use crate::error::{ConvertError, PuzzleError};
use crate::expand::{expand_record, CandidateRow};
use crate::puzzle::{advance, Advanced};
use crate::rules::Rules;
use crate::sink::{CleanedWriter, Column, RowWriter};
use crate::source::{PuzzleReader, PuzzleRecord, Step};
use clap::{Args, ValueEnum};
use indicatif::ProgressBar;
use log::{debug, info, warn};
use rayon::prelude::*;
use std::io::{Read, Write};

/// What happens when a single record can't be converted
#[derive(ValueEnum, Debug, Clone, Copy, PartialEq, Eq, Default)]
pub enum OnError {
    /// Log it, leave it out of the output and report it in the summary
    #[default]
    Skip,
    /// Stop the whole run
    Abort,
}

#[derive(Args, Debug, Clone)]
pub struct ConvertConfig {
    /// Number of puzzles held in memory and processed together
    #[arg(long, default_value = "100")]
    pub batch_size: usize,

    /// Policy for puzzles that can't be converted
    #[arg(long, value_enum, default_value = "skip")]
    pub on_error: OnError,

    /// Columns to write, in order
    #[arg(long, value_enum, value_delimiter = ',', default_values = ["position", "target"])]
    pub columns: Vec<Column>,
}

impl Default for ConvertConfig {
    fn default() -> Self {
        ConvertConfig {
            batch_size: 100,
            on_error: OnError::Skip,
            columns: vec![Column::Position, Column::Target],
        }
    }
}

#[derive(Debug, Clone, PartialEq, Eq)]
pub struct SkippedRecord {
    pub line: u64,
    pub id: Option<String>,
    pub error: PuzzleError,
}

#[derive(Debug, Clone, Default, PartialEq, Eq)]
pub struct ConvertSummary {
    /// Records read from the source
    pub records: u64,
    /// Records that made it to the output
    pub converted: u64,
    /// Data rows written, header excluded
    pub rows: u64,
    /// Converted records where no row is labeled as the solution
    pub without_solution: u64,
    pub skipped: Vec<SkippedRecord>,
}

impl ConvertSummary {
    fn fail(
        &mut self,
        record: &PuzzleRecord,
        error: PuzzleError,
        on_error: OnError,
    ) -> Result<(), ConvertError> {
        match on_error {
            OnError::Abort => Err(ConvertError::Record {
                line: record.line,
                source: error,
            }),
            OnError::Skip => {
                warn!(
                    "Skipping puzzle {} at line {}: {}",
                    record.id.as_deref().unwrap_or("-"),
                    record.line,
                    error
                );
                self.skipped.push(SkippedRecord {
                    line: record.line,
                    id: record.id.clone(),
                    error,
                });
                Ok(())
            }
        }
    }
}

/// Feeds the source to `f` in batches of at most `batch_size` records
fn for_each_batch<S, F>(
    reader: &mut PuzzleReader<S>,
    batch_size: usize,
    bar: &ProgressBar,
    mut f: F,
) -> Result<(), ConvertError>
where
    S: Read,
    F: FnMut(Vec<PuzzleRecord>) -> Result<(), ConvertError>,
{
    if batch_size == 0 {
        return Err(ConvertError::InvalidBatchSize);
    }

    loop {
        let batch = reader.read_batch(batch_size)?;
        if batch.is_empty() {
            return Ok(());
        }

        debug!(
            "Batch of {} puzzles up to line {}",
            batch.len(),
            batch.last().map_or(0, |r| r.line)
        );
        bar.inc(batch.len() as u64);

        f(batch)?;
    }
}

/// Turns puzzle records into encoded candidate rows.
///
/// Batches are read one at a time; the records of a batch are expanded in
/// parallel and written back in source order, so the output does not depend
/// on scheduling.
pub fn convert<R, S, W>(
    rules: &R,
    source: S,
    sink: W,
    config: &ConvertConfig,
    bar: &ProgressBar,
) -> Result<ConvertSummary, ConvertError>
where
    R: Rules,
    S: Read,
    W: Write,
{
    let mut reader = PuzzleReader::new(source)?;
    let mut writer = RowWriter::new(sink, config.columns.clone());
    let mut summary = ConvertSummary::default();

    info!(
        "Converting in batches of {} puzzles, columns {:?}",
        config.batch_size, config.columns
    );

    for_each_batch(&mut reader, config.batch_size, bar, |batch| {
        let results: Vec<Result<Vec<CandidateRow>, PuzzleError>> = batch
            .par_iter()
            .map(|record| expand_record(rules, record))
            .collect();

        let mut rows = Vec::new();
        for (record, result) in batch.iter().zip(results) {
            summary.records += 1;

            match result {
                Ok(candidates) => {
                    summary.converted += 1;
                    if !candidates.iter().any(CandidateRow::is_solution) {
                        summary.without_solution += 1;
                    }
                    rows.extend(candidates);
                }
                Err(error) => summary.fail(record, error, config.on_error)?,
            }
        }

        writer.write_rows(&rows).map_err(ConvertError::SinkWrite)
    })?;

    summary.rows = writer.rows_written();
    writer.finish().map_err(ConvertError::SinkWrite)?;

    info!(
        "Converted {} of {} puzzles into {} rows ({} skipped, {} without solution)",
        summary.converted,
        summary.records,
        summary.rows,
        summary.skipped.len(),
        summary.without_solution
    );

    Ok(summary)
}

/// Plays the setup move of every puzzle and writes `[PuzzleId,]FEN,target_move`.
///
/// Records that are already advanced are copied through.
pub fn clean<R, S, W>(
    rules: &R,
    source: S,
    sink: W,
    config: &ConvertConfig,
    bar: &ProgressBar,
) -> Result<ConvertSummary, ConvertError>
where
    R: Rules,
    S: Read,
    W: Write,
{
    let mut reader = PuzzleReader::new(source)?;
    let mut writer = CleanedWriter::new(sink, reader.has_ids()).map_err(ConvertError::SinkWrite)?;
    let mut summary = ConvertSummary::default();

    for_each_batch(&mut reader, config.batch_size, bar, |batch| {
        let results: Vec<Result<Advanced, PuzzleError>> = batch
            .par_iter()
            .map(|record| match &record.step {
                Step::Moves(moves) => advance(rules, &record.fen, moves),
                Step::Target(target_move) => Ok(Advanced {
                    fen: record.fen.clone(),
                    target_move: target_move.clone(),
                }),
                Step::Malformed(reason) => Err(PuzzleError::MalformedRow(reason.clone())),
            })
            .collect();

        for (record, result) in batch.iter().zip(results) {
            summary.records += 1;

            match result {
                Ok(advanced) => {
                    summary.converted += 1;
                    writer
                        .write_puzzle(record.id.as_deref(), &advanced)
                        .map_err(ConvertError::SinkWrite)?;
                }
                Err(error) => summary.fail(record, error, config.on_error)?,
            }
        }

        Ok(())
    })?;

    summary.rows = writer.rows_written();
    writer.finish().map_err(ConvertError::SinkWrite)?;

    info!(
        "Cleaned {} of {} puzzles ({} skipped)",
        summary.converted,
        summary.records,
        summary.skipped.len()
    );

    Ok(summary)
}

EXERCISE DIRECTIONS:
Lines that hold "long" are the ones to copy, so pick each out from the data.

ANSWER TO THIS PROBLEM:
    #[arg(long, default_value = "100")]
    #[arg(long, value_enum, default_value = "skip")]
    #[arg(long, value_enum, value_delimiter = ',', default_values = ["position", "target"])]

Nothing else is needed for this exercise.